Pokaż mi swoje okno, a powiem Ci kim jesteś. Tak mogłybyśmy strawestować popularne powiedzenie. Nie tylko dlatego, że przez okno można zajrzeć do wnętrza domu czy mieszkania i zobaczyć, jak wygląda azyl, w którym gospodarz lub gospodyni czuje się najlepiej. Także dlatego, że wygląd samego okna wiele mówi o ich charakterze. Okna szczelnie zasłonięte czy wręcz przeciwnie, odkryte?
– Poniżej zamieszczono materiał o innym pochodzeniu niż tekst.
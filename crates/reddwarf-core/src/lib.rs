//! Reddwarf Core - shared error taxonomy and serialization helpers used
//! across the Reddwarf control-plane crates.

pub mod error;

pub use error::{ReddwarfError, Result};

/// Serialize a value to JSON
pub fn to_json<T: serde::Serialize>(value: &T) -> Result<String> {
    serde_json::to_string(value).map_err(|e| {
        ReddwarfError::serialization_error(
            format!("Failed to serialize to JSON: {}", e),
            Some(Box::new(e)),
        )
    })
}

/// Serialize a value to pretty JSON
pub fn to_json_pretty<T: serde::Serialize>(value: &T) -> Result<String> {
    serde_json::to_string_pretty(value).map_err(|e| {
        ReddwarfError::serialization_error(
            format!("Failed to serialize to JSON: {}", e),
            Some(Box::new(e)),
        )
    })
}

/// Deserialize a value from JSON
pub fn from_json<T: for<'de> serde::Deserialize<'de>>(data: &str) -> Result<T> {
    serde_json::from_str(data).map_err(|e| {
        ReddwarfError::serialization_error(
            format!("Failed to deserialize from JSON: {}", e),
            Some(Box::new(e)),
        )
    })
}

#[cfg(test)]
mod tests {
    use super::*;
    use serde::{Deserialize, Serialize};

    #[derive(Debug, PartialEq, Serialize, Deserialize)]
    struct Sample {
        name: String,
    }

    #[test]
    fn test_json_roundtrip() {
        let value = Sample {
            name: "nginx".to_string(),
        };
        let json = to_json(&value).unwrap();
        assert!(json.contains("nginx"));
        let deserialized: Sample = from_json(&json).unwrap();
        assert_eq!(deserialized, value);
    }
}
Pole do interpretacji jest ogromne.
Holendrzy oraz Szwedzi, których tak uwielbiamy za ich design, skandynawskie wnętrza, a nawet obśmiane hygge nie zasłaniają okien firaną. Ba, często nie grodzą też swojej posesji płotem. To oczywiście wynika głównie z niskiej gęstości zaludnienia – Szwecja jest jednym z najrzadziej zaludnionych krajów Europy. Ale nie tylko. Dla nas pierwsze wyjazdy do Niderlandów i dalej, na północ, to był szok. To wszystko jawiło się jako symbol otwartości, bezpruderyjności oraz zaufania do ludzi, że nie będą z rozdziawioną gębą zaglądać do środka i pakować się na obcy trawnik, żeby zajumać stojący pod drzwiami rower. W konfrontacji z polską nieufnością, tabliczkami „uwaga zły pies”, płotami, murami i oknami obwieszonymi firanami, zasłonami, zazdrostkami czy innymi lambrekinami, to było coś odświeżającego.
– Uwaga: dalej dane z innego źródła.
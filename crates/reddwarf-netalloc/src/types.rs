//! The data model mirrored by the allocator: networks, services, tasks and
//! nodes, plus the endpoint/IPAM/driver-state fields the allocator mutates
//! in place.

use std::collections::BTreeMap;
use std::fmt;
use std::net::IpAddr;

use ipnetwork::IpNetwork;
use serde::{Deserialize, Serialize};

macro_rules! string_id {
    ($name:ident) => {
        #[derive(Debug, Clone, PartialEq, Eq, PartialOrd, Ord, Hash, Serialize, Deserialize)]
        pub struct $name(pub String);

        impl $name {
            pub fn new(id: impl Into<String>) -> Self {
                Self(id.into())
            }

            pub fn as_str(&self) -> &str {
                &self.0
            }
        }

        impl fmt::Display for $name {
            fn fmt(&self, f: &mut fmt::Formatter<'_>) -> fmt::Result {
                write!(f, "{}", self.0)
            }
        }

        impl From<&str> for $name {
            fn from(s: &str) -> Self {
                Self(s.to_string())
            }
        }

        impl From<String> for $name {
            fn from(s: String) -> Self {
                Self(s)
            }
        }
    };
}

string_id!(NetworkId);
string_id!(ServiceId);
string_id!(TaskId);
string_id!(NodeId);

/// An opaque, driver-assigned handle for a requested IPAM pool.
#[derive(Debug, Clone, PartialEq, Eq, PartialOrd, Ord, Hash, Serialize, Deserialize)]
pub struct PoolId(pub String);

impl fmt::Display for PoolId {
    fn fmt(&self, f: &mut fmt::Formatter<'_>) -> fmt::Result {
        write!(f, "{}", self.0)
    }
}

#[derive(Debug, Clone, Copy, PartialEq, Eq, Serialize, Deserialize)]
pub enum AddressFamily {
    V4,
    V6,
}

/// A single IPAM config entry: a requested subnet/range/gateway for one
/// address family.
#[derive(Debug, Clone, Default, PartialEq, Serialize, Deserialize)]
pub struct IpamConfig {
    pub subnet: Option<IpNetwork>,
    pub range: Option<IpNetwork>,
    pub gateway: Option<IpAddr>,
    pub family: Option<AddressFamily>,
}

impl IpamConfig {
    pub fn is_v6(&self) -> bool {
        matches!(self.family, Some(AddressFamily::V6))
            || self.subnet.map(|s| s.is_ipv6()).unwrap_or(false)
    }
}

#[derive(Debug, Clone, Default, PartialEq, Serialize, Deserialize)]
pub struct IpamSpec {
    pub driver: Option<String>,
    pub configs: Vec<IpamConfig>,
}

/// Live/resolved IPAM state on a network, as opposed to `IpamSpec` which is
/// the request.
#[derive(Debug, Clone, Default, PartialEq, Serialize, Deserialize)]
pub struct NetworkIpam {
    pub driver: Option<String>,
    pub options: BTreeMap<String, String>,
    pub configs: Vec<IpamConfig>,
}

#[derive(Debug, Clone, Default, PartialEq, Serialize, Deserialize)]
pub struct DriverConfig {
    pub name: Option<String>,
    pub options: BTreeMap<String, String>,
}

#[derive(Debug, Clone, Default, PartialEq, Serialize, Deserialize)]
pub struct NetworkSpec {
    pub name: String,
    pub driver_config: DriverConfig,
    pub ingress: bool,
    pub ipam: IpamSpec,
    pub labels: BTreeMap<String, String>,
}

#[derive(Debug, Clone, Default, PartialEq, Serialize, Deserialize)]
pub struct DriverState {
    pub name: String,
    pub options: BTreeMap<String, String>,
}

#[derive(Debug, Clone, Serialize, Deserialize)]
pub struct Network {
    pub id: NetworkId,
    pub spec: NetworkSpec,
    pub ipam: NetworkIpam,
    pub driver_state: Option<DriverState>,
}

impl Network {
    pub fn new(id: impl Into<NetworkId>, spec: NetworkSpec) -> Self {
        Self {
            id: id.into(),
            spec,
            ipam: NetworkIpam::default(),
            driver_state: None,
        }
    }
}

/// A reference to a network plus the addresses (CIDR strings) assigned to
/// this attachment.
#[derive(Debug, Clone, Default, PartialEq, Serialize, Deserialize)]
pub struct NetworkAttachment {
    pub network: NetworkId,
    pub addresses: Vec<String>,
}

impl NetworkAttachment {
    pub fn new(network: impl Into<NetworkId>) -> Self {
        Self {
            network: network.into(),
            addresses: Vec::new(),
        }
    }
}

#[derive(Debug, Clone, Copy, PartialEq, Eq, Hash, Serialize, Deserialize)]
pub enum Protocol {
    Tcp,
    Udp,
}

#[derive(Debug, Clone, Copy, PartialEq, Eq, Serialize, Deserialize)]
pub enum PublishMode {
    Ingress,
    Host,
}

#[derive(Debug, Clone, PartialEq, Serialize, Deserialize)]
pub struct PortConfig {
    pub name: String,
    pub protocol: Protocol,
    pub target_port: u16,
    pub published_port: Option<u16>,
    pub publish_mode: PublishMode,
}

#[derive(Debug, Clone, Copy, PartialEq, Eq, Serialize, Deserialize)]
pub enum ResolutionMode {
    VirtualIp,
    DnsRoundRobin,
}

impl Default for ResolutionMode {
    fn default() -> Self {
        ResolutionMode::VirtualIp
    }
}

#[derive(Debug, Clone, Default, PartialEq, Serialize, Deserialize)]
pub struct EndpointSpec {
    pub mode: ResolutionMode,
    pub ports: Vec<PortConfig>,
}

#[derive(Debug, Clone, PartialEq, Serialize, Deserialize)]
pub struct NetworkAttachmentConfig {
    pub target: NetworkId,
}

impl NetworkAttachmentConfig {
    pub fn new(target: impl Into<NetworkId>) -> Self {
        Self {
            target: target.into(),
        }
    }
}

#[derive(Debug, Clone, Default, PartialEq, Serialize, Deserialize)]
pub struct ServiceSpec {
    pub endpoint: EndpointSpec,
    pub networks: Vec<NetworkAttachmentConfig>,
    pub task_networks: Vec<NetworkAttachmentConfig>,
}

impl ServiceSpec {
    /// `spec.Task.Networks` if non-empty, else `spec.Networks` (spec.md §4.7 step 4).
    pub fn desired_networks(&self) -> &[NetworkAttachmentConfig] {
        if !self.task_networks.is_empty() {
            &self.task_networks
        } else {
            &self.networks
        }
    }
}

#[derive(Debug, Clone, PartialEq, Serialize, Deserialize)]
pub struct Vip {
    pub network_id: NetworkId,
    pub addr: String,
}

impl Vip {
    pub fn new(network_id: impl Into<NetworkId>) -> Self {
        Self {
            network_id: network_id.into(),
            addr: String::new(),
        }
    }
}

#[derive(Debug, Clone, Default, Serialize, Deserialize)]
pub struct Endpoint {
    pub spec: EndpointSpec,
    pub vips: Vec<Vip>,
    pub ports: Vec<PortConfig>,
}

#[derive(Debug, Clone, Serialize, Deserialize)]
pub struct Service {
    pub id: ServiceId,
    pub spec: ServiceSpec,
    pub endpoint: Option<Endpoint>,
}

impl Service {
    pub fn new(id: impl Into<ServiceId>, spec: ServiceSpec) -> Self {
        Self {
            id: id.into(),
            spec,
            endpoint: None,
        }
    }
}

#[derive(Debug, Clone, Default, Serialize, Deserialize)]
pub struct Task {
    pub id: TaskId,
    pub attachments: Vec<NetworkAttachment>,
}

impl Task {
    pub fn new(id: impl Into<TaskId>) -> Self {
        Self {
            id: id.into(),
            attachments: Vec::new(),
        }
    }
}

#[derive(Debug, Clone, Serialize, Deserialize)]
pub struct Node {
    pub id: NodeId,
    pub attachment: NetworkAttachment,
}

impl Node {
    pub fn new(id: impl Into<NodeId>, attachment: NetworkAttachment) -> Self {
        Self {
            id: id.into(),
            attachment,
        }
    }
}

/// Explicit configuration record replacing the functional-options flag
/// pattern `ServiceNeedsAllocation(service, ...opts)` would use in the
/// original (spec.md §9 REDESIGN FLAGS).
#[derive(Debug, Clone, Copy, Default)]
pub struct AllocationOptions {
    pub on_init: bool,
}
Nie mówiąc już o tym, że babcine firany czy ciężkie zasłony w domach naszych matek poznawałyśmy lepiej z chwilą, gdy trzeba było pomóc je uprać, wyprasować czy zawiesić. Ileż to siarczystych wiązanek pod nosem wypuściłyśmy wykonując te prace? Uwiąd ramion gwarantowany.
Dlatego przez lata w naszych mieszkaniach nie było nie tylko firanek, ale i zasłonek. Co najwyżej rolety – głównie po to, by uciec przed zbyt ostrym słońcem i ograniczyć upał w domu.
Ale, jak wiadomo, gusta ewoluują, a z wiekiem chętniej wracamy do trendów z dzieciństwa. Poza tym z czasem znudził nam się trochę industrialny chłód i minimalizm. Efekt? Zamarzyły się nam zasłony. Niekoniecznie po to, by odgrodzić się od świata zewnętrznego. Raczej po to, by nadać wnętrzu ciepła i charakteru.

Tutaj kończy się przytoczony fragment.